◆ **What you should do**
Could you please return each line of the data that has the word "while"?

◆ **Record extracts**
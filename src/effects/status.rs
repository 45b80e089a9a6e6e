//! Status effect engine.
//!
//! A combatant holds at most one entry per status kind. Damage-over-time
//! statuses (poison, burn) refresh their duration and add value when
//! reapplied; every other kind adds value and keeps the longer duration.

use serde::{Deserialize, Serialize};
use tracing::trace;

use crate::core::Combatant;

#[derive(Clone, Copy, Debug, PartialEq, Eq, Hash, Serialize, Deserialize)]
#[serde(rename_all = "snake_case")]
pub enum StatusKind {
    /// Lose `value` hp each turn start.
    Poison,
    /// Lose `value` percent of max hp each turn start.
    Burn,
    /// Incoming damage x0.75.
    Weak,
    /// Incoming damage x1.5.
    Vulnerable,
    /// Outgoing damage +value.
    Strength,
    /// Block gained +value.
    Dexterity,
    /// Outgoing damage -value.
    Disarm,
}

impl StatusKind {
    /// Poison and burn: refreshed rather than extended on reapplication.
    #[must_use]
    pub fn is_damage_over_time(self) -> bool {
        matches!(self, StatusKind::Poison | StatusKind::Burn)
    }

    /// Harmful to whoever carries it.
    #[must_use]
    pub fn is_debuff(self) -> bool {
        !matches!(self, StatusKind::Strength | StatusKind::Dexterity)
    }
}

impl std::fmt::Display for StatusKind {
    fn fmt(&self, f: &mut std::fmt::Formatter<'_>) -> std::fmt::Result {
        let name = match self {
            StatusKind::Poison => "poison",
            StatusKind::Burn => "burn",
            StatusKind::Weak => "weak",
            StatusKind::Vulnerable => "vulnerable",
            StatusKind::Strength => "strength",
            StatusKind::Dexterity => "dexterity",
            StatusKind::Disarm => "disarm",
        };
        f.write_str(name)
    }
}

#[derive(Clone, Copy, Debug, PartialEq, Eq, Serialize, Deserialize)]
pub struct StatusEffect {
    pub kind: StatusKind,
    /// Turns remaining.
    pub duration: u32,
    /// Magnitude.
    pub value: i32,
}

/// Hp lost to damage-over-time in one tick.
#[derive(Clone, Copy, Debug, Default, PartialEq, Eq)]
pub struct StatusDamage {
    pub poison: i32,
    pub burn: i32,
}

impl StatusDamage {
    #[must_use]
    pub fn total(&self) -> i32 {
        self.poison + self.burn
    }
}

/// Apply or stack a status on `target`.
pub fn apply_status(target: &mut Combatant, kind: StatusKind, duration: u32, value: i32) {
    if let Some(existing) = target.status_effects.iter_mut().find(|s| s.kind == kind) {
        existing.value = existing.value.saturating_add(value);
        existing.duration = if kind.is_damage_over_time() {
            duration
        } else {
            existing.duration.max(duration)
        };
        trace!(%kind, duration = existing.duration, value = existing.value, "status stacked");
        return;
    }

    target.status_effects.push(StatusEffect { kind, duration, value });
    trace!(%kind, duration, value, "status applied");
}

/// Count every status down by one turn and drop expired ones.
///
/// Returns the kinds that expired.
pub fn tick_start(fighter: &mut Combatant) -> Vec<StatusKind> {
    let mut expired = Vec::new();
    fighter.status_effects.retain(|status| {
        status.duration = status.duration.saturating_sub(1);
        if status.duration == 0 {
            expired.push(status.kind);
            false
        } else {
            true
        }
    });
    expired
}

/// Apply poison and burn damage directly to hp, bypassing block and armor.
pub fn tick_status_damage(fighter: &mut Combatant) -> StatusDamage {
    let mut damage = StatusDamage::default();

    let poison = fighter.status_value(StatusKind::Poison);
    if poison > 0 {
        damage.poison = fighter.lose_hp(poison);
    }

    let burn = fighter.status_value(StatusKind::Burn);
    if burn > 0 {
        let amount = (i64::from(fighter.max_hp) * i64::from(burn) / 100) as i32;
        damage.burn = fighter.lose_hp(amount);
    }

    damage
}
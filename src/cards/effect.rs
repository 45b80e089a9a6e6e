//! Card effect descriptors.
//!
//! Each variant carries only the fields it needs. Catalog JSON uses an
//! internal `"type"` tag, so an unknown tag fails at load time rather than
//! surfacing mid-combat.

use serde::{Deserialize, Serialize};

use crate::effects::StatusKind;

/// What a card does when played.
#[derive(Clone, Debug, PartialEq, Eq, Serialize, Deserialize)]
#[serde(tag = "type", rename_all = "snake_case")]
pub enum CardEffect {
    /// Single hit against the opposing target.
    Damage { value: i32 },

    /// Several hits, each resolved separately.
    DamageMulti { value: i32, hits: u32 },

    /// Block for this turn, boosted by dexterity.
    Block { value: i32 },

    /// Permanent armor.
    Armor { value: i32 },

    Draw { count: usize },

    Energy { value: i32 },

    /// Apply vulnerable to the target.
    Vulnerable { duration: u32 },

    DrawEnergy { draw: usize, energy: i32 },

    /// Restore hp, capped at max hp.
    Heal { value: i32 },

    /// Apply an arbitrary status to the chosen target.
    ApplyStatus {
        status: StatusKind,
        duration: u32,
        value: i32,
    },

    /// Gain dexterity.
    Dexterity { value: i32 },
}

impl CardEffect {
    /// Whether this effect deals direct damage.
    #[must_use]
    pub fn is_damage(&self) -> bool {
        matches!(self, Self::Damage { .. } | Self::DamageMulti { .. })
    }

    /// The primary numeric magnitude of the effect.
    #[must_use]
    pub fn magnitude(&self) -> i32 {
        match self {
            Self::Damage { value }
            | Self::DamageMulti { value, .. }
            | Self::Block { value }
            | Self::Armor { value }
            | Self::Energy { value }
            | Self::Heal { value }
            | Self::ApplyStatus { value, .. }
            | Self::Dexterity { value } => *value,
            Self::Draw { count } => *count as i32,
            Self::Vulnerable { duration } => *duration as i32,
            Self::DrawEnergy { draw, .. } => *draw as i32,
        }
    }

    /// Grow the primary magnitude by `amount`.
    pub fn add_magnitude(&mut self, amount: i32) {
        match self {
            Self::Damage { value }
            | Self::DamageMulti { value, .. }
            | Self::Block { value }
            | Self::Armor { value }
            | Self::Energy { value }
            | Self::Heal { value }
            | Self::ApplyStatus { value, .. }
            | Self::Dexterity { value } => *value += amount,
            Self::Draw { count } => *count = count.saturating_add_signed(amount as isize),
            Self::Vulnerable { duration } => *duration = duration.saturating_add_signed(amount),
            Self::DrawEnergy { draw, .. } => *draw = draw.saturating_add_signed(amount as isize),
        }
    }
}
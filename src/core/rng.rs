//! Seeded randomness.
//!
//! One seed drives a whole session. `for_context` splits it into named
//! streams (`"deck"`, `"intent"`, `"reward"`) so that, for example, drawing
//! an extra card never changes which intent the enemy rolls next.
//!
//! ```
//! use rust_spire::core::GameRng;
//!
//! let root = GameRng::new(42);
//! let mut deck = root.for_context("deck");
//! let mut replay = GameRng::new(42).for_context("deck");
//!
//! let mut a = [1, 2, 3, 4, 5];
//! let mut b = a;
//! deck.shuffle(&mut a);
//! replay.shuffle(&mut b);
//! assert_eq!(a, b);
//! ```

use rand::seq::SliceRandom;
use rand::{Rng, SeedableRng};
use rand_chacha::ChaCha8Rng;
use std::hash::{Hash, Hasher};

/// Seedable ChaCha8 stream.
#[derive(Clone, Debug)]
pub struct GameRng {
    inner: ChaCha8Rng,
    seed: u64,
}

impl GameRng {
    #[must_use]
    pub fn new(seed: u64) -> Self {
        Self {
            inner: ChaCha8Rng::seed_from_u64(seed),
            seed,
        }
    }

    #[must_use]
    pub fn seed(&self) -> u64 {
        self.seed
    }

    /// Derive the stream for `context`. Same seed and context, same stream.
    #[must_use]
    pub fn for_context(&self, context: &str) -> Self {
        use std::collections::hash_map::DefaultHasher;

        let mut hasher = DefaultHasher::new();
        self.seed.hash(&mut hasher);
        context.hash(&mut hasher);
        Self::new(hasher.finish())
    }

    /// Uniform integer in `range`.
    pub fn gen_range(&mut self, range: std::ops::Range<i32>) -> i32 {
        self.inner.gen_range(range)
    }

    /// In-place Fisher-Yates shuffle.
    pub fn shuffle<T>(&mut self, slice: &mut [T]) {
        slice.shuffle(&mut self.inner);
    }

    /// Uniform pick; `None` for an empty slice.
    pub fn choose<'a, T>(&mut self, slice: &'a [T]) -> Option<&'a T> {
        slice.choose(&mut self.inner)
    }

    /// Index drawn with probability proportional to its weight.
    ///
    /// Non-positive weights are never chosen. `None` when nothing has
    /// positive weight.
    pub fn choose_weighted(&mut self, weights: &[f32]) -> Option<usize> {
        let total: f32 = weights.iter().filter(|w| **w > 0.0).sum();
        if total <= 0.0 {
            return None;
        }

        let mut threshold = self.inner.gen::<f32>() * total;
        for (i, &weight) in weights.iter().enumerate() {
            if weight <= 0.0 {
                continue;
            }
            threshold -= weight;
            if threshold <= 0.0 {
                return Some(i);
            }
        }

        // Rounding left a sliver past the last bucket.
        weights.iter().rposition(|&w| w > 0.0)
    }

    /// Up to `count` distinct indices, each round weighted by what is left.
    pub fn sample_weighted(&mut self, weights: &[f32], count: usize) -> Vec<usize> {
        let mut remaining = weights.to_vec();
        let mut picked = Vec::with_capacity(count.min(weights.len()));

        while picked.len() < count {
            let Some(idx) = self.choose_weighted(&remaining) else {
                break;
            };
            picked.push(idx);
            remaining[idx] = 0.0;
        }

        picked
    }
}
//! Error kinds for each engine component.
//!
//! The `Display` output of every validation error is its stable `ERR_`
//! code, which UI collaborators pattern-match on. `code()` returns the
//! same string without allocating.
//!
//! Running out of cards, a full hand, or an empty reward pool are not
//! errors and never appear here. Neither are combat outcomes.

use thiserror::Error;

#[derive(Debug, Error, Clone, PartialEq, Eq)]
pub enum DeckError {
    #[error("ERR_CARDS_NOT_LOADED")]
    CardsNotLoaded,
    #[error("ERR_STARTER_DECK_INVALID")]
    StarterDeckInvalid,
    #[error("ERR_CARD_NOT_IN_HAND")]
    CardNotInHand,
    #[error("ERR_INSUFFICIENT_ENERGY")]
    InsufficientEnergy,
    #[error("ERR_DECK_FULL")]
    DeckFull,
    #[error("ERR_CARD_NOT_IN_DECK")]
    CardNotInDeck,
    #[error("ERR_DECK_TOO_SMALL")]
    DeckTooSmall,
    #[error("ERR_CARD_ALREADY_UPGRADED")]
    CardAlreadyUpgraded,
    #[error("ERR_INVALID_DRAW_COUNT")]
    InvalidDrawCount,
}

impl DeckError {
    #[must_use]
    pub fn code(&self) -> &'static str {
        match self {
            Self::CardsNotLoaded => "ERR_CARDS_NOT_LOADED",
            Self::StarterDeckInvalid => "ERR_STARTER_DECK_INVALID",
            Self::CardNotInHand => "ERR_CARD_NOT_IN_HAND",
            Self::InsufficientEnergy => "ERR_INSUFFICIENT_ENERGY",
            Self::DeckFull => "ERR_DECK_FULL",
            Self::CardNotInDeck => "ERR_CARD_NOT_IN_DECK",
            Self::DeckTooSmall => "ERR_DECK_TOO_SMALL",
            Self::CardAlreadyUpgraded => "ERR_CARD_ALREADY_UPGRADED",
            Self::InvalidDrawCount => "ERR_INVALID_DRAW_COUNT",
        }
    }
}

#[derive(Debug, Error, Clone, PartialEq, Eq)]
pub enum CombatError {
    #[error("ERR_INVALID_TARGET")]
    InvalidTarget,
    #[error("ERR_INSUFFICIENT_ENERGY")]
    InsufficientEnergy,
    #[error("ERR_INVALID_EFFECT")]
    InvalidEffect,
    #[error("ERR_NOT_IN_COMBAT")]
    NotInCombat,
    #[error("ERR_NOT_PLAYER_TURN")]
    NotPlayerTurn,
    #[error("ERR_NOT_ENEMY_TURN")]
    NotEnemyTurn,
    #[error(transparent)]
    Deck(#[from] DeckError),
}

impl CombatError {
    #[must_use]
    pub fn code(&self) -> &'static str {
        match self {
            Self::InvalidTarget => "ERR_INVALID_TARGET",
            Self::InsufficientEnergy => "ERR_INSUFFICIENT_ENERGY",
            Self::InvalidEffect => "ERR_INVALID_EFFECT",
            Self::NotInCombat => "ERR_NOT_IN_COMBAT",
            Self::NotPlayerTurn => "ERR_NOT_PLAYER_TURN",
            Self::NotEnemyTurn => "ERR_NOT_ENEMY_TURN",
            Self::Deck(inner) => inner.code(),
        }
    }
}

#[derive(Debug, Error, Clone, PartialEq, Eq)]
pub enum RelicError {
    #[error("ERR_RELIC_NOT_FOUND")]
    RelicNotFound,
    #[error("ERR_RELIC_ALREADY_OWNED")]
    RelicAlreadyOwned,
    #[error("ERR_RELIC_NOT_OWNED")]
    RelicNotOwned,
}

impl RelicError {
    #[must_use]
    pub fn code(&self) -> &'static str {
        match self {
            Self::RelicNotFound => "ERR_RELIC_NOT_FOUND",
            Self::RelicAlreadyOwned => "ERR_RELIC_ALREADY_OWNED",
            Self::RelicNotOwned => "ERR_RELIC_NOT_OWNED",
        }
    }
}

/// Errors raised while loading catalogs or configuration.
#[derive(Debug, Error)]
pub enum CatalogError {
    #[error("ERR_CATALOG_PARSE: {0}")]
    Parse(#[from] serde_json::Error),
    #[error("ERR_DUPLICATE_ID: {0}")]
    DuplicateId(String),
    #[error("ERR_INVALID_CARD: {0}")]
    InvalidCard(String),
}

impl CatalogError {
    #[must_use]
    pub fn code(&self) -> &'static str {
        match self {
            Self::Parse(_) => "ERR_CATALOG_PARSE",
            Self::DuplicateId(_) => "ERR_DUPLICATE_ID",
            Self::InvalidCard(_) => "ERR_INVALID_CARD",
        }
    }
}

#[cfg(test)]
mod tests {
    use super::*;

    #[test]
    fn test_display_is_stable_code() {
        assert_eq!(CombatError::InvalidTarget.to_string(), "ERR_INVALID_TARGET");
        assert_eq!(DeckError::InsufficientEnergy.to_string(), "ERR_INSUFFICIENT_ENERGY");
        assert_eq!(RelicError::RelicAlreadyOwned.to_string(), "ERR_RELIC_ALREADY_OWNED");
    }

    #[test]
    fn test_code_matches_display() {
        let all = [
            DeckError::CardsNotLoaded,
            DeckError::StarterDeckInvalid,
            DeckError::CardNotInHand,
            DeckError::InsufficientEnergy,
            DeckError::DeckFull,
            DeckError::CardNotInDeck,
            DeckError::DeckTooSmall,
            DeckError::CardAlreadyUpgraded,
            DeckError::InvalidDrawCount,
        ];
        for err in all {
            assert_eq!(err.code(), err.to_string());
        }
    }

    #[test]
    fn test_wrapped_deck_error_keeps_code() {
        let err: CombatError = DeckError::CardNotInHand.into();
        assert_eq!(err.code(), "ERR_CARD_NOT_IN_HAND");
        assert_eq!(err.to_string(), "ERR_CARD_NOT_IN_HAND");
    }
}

==

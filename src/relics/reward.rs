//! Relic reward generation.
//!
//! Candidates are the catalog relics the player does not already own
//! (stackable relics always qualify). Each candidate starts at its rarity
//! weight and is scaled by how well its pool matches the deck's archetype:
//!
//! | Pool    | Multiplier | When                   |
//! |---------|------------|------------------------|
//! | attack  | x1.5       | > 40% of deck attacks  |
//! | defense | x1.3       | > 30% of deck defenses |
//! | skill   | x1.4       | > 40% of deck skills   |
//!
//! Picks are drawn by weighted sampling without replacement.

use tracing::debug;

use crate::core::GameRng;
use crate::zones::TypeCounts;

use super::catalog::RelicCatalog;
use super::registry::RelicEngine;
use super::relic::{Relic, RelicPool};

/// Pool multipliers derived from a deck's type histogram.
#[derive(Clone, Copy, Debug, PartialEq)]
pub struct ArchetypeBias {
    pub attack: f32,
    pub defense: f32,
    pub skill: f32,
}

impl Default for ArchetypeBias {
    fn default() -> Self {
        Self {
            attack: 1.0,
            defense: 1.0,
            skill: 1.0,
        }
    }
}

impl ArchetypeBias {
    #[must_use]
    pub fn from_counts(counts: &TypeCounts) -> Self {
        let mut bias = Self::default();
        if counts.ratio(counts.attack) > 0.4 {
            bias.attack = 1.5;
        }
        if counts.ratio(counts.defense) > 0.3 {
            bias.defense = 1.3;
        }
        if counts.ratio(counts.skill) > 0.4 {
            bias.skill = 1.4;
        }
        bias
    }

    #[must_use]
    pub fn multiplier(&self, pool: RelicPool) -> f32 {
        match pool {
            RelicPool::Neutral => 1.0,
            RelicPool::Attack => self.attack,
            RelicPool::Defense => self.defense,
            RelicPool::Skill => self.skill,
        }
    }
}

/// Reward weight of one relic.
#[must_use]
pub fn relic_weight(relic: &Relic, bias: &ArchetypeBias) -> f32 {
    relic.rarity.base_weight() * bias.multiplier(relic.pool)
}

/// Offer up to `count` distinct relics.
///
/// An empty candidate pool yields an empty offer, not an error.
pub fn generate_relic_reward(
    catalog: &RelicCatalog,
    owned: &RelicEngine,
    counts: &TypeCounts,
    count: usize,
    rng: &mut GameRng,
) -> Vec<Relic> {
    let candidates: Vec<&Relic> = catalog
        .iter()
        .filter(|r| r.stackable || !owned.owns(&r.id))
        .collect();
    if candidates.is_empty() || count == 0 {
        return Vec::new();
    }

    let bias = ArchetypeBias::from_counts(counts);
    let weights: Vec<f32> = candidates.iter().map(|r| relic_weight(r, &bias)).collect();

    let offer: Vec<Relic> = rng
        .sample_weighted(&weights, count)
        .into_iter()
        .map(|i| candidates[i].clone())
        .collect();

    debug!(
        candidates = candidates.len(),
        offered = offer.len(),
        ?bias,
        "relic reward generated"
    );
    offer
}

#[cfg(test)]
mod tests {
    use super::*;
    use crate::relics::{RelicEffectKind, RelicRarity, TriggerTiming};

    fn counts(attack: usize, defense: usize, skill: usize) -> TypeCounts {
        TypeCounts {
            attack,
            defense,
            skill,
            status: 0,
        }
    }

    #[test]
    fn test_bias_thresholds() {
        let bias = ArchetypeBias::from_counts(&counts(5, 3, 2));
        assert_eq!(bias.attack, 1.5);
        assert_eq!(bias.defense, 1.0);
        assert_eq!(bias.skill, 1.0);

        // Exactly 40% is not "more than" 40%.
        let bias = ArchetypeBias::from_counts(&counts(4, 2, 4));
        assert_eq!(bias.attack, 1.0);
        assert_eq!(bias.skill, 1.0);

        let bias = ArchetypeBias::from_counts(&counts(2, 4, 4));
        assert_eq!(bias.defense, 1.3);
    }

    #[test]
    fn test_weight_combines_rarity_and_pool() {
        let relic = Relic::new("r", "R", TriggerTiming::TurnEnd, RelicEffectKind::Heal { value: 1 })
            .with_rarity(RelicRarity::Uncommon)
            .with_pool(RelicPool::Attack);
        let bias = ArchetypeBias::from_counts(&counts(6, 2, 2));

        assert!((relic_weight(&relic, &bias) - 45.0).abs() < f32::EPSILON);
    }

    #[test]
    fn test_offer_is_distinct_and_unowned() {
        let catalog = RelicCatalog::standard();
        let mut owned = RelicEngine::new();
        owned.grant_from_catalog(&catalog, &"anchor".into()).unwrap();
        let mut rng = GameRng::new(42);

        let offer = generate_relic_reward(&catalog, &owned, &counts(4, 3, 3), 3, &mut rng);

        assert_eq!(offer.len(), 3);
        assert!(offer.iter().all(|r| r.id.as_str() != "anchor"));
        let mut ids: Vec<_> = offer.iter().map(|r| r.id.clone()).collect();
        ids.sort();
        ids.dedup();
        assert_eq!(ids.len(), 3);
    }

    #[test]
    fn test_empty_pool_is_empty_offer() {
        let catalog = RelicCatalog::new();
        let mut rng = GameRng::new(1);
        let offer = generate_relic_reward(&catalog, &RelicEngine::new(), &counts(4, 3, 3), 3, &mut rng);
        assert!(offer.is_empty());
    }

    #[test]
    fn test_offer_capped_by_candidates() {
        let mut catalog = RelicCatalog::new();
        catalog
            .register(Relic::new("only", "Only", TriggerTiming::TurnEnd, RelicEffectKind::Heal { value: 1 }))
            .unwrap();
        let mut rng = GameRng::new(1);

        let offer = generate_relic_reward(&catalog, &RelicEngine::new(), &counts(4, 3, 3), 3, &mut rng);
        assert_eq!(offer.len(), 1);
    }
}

==

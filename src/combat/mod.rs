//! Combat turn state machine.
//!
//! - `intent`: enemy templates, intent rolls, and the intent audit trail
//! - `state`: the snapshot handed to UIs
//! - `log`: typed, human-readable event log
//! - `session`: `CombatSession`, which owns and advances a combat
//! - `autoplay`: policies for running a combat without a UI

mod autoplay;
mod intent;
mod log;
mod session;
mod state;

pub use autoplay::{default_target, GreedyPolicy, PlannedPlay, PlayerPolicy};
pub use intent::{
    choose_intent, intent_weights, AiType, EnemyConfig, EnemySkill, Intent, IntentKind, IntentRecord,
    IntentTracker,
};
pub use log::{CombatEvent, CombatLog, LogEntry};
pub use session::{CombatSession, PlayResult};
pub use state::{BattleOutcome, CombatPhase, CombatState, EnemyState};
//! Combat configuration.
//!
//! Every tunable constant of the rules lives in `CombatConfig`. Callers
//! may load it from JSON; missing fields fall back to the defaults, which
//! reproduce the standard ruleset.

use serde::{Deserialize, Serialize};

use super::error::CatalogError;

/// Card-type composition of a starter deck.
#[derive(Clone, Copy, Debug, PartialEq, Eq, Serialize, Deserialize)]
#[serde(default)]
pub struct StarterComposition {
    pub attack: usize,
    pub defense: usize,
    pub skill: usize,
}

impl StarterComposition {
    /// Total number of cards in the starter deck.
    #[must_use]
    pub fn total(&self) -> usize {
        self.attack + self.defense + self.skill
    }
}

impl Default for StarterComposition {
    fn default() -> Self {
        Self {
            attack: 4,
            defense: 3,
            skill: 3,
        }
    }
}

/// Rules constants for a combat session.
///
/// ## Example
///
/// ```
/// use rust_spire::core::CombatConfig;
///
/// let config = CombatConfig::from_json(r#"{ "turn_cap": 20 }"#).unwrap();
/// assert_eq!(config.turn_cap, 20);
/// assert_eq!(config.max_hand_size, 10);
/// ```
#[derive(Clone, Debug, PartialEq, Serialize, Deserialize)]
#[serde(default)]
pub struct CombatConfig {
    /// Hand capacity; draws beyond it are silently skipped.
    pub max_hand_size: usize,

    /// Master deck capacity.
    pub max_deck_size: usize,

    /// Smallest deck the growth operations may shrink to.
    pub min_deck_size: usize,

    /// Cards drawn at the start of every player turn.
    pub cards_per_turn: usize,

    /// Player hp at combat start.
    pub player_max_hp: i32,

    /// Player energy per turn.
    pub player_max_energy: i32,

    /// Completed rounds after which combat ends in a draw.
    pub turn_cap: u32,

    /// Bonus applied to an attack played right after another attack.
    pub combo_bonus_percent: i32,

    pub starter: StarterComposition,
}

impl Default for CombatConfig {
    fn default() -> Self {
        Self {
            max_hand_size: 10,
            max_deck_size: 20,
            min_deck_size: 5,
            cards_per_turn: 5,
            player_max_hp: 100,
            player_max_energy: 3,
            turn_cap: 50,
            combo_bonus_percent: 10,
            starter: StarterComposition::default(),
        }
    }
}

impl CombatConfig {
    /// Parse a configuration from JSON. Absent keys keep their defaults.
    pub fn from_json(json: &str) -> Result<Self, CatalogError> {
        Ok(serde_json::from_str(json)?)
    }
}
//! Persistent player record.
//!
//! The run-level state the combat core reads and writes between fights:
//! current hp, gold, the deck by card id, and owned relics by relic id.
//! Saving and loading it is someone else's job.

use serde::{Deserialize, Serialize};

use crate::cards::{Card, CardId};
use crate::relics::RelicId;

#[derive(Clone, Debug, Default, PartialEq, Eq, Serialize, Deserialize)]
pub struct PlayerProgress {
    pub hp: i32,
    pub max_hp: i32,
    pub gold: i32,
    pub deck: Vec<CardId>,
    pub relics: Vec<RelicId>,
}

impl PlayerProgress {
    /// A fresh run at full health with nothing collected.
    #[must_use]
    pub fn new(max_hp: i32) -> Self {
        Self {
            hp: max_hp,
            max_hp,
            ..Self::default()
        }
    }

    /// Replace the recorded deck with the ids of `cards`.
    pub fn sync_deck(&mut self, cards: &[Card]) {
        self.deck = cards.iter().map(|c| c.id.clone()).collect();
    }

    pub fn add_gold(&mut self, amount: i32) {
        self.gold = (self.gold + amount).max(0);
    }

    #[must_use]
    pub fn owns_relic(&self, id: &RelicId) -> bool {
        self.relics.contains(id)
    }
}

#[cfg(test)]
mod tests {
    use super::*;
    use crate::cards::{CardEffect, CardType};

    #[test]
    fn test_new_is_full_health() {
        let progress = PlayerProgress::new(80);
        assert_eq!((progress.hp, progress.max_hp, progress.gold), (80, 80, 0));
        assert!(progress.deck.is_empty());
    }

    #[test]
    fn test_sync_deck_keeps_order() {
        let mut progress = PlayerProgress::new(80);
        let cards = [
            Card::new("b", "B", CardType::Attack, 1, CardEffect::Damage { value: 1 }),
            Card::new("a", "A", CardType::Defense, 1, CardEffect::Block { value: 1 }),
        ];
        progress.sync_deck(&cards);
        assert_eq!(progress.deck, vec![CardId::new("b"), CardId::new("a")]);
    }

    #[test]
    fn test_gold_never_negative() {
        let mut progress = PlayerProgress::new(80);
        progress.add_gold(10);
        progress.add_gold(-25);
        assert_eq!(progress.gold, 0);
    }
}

◆ **Response**
        while picked.len() < count {
/// Errors raised while loading catalogs or configuration.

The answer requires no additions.